WHAT IS EXPECTED: In the records below, the line with "let mut engine = Engine::open_with_config(&data_dir, config)?;" opens the range and the line with "let mut parts" closes it; print that range exactly and nothing else.

(Saved entries)
···

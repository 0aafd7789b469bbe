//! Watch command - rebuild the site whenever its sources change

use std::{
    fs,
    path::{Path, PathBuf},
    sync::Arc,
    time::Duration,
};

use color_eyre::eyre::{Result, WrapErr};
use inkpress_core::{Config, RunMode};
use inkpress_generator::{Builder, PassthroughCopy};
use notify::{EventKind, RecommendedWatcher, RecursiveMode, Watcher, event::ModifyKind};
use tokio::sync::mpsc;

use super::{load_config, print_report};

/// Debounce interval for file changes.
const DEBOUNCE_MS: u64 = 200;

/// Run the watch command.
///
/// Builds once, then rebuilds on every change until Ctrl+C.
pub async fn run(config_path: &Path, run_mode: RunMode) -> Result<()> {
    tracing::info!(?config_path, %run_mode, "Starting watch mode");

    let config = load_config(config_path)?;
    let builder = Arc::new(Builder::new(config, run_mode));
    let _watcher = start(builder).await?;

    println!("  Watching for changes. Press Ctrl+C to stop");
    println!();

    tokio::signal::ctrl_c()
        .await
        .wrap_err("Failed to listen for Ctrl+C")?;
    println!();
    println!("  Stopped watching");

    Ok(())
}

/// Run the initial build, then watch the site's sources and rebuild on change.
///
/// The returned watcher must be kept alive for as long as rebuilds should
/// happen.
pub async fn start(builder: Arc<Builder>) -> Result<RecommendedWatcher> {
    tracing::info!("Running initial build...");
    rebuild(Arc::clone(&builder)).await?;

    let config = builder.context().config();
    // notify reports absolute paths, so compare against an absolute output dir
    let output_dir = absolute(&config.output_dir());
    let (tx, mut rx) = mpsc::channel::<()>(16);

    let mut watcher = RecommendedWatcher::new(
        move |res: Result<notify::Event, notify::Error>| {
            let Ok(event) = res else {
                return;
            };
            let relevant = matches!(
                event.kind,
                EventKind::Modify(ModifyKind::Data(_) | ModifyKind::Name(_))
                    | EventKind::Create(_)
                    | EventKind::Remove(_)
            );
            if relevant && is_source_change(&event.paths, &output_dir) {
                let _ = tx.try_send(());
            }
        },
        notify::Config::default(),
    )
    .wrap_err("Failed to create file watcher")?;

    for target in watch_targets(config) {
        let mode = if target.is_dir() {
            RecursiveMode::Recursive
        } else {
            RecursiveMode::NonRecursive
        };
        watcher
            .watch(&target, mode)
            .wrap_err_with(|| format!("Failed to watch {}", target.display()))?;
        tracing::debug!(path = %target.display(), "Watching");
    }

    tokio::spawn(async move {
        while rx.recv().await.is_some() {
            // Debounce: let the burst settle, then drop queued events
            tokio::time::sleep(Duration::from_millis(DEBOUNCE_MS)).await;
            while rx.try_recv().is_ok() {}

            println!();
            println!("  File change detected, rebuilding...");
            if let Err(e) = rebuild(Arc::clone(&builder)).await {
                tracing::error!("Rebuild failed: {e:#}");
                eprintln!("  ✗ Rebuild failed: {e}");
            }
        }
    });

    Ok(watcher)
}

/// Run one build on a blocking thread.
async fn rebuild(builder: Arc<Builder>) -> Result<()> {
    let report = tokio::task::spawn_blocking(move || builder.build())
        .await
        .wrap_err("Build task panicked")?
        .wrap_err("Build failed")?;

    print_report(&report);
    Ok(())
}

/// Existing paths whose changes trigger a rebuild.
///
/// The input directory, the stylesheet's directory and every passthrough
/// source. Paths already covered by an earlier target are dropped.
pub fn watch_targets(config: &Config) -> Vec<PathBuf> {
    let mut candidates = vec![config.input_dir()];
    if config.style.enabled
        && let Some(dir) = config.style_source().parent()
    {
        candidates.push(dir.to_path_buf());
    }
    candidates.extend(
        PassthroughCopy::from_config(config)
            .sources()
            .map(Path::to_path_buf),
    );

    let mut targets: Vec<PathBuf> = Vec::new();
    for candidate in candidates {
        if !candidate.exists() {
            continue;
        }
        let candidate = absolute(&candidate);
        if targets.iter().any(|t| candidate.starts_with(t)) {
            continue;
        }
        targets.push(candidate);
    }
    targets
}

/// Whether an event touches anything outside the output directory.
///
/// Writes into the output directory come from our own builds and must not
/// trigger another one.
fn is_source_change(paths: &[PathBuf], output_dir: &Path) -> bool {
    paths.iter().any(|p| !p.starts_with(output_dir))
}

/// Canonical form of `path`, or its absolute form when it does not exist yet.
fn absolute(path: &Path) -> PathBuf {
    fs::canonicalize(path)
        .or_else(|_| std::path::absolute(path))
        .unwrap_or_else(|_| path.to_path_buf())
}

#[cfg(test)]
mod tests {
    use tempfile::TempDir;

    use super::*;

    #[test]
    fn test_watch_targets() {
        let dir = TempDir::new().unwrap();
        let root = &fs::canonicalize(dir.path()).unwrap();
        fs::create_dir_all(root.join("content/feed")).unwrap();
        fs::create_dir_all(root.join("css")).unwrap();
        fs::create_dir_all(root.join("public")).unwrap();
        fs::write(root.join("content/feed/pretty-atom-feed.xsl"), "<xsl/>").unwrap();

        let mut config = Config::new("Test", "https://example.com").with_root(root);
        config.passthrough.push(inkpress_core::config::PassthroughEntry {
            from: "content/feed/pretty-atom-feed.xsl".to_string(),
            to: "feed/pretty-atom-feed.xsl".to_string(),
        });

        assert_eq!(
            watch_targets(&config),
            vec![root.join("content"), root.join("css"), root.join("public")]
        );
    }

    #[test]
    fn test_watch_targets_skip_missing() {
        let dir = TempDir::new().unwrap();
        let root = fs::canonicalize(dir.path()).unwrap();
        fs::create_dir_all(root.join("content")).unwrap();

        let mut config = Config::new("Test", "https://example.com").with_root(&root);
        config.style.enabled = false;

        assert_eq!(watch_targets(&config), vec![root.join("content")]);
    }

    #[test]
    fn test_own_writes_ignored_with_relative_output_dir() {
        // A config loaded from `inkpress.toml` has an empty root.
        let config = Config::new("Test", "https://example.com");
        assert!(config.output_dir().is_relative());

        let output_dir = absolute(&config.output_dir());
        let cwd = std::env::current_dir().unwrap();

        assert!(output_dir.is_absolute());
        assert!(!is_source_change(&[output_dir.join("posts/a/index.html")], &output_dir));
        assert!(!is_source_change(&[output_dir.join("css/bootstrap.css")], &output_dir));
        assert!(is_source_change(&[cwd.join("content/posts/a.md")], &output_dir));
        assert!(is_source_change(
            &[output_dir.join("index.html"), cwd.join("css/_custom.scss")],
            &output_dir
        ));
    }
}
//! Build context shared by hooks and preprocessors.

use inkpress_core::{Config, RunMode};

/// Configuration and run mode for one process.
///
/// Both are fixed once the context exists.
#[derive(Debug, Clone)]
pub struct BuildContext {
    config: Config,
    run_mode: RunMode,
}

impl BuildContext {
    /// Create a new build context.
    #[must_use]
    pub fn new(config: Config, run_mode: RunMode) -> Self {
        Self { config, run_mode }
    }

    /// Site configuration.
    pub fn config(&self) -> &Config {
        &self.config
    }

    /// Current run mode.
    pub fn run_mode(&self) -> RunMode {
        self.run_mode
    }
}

···

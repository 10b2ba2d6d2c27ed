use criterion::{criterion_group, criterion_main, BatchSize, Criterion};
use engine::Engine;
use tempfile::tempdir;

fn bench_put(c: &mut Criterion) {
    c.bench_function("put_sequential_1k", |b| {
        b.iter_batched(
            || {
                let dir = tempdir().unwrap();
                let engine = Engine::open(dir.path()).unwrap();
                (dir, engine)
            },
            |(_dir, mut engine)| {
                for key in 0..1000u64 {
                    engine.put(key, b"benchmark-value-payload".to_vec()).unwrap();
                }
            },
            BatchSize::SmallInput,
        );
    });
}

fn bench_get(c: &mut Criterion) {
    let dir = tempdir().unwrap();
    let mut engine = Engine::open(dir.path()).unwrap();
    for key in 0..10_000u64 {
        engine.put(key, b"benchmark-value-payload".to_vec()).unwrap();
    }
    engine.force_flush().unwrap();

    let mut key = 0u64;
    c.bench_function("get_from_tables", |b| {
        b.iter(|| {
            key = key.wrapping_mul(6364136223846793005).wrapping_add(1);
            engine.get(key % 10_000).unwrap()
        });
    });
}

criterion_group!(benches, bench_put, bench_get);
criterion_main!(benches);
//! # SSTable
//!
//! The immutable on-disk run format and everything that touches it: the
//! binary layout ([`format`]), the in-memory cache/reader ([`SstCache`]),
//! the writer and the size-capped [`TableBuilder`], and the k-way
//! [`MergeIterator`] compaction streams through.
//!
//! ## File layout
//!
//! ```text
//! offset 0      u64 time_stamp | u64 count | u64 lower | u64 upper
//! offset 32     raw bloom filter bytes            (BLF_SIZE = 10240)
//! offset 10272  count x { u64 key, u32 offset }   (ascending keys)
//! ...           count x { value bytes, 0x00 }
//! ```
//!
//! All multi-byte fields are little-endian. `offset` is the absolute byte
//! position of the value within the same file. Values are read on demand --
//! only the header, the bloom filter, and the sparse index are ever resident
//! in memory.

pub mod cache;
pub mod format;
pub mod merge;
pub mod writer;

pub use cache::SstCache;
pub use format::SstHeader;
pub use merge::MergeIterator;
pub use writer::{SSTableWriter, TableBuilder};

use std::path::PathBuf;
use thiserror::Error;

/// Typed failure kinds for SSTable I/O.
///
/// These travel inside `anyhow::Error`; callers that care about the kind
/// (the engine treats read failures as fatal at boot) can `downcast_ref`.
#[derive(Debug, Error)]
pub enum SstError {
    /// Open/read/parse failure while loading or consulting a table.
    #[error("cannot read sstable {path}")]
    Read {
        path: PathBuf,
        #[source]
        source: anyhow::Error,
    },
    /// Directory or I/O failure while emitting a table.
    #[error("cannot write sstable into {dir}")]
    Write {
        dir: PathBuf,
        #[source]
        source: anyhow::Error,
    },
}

···

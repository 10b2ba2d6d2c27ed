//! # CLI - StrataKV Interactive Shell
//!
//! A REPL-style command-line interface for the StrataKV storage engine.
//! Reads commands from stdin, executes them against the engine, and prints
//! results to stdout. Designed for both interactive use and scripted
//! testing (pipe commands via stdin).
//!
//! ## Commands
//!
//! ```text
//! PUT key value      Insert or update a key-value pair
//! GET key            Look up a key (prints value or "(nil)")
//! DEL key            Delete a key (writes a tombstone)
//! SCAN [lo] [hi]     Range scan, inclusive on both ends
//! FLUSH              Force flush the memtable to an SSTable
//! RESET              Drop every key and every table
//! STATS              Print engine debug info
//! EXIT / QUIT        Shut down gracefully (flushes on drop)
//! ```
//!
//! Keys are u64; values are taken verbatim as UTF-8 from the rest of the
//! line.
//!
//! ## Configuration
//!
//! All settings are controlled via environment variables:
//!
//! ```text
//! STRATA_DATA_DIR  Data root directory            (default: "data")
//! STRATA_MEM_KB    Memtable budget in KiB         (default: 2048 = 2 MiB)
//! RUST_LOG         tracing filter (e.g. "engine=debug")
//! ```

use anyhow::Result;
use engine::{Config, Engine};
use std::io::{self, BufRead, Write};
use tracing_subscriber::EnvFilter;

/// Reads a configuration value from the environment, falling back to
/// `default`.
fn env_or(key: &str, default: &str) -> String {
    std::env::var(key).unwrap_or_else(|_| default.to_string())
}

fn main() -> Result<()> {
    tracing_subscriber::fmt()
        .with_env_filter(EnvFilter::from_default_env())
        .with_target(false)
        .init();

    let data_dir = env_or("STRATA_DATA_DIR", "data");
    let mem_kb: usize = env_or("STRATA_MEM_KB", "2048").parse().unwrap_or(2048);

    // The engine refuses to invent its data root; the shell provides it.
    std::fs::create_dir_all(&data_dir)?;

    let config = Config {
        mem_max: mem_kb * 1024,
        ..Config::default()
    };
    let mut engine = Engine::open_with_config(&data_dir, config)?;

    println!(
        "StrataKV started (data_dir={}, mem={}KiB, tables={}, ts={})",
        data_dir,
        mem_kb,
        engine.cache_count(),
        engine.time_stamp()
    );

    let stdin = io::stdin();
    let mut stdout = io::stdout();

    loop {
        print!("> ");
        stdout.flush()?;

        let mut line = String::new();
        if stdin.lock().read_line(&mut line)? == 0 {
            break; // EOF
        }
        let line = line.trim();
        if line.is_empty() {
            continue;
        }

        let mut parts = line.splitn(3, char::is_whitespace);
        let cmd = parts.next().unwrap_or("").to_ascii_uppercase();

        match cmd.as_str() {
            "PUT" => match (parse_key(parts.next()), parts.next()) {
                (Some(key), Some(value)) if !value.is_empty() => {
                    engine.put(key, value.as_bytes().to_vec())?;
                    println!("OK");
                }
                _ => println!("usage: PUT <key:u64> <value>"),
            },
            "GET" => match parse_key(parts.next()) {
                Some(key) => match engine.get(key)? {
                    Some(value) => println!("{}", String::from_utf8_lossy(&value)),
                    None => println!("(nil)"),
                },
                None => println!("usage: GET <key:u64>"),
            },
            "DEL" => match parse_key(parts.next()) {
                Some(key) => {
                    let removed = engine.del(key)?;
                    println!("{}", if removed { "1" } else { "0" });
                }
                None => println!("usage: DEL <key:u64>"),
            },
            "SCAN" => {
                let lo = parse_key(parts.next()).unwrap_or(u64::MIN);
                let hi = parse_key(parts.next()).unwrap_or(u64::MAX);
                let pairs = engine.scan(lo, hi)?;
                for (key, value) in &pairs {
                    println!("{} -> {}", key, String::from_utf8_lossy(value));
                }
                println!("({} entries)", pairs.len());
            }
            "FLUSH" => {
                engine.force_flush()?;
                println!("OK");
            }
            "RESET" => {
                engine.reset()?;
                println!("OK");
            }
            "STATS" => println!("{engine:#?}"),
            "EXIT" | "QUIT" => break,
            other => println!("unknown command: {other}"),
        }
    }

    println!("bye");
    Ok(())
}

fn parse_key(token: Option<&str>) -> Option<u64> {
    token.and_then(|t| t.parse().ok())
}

···

YOUR SOLUTION:
    let mut engine = Engine::open_with_config(&data_dir, config)?;

    println!(
        "StrataKV started (data_dir={}, mem={}KiB, tables={}, ts={})",
        data_dir,
        mem_kb,
        engine.cache_count(),
        engine.time_stamp()
    );

    let stdin = io::stdin();
    let mut stdout = io::stdout();

    loop {
        print!("> ");
        stdout.flush()?;

        let mut line = String::new();
        if stdin.lock().read_line(&mut line)? == 0 {
            break; // EOF
        }
        let line = line.trim();
        if line.is_empty() {
            continue;
        }

        let mut parts = line.splitn(3, char::is_whitespace);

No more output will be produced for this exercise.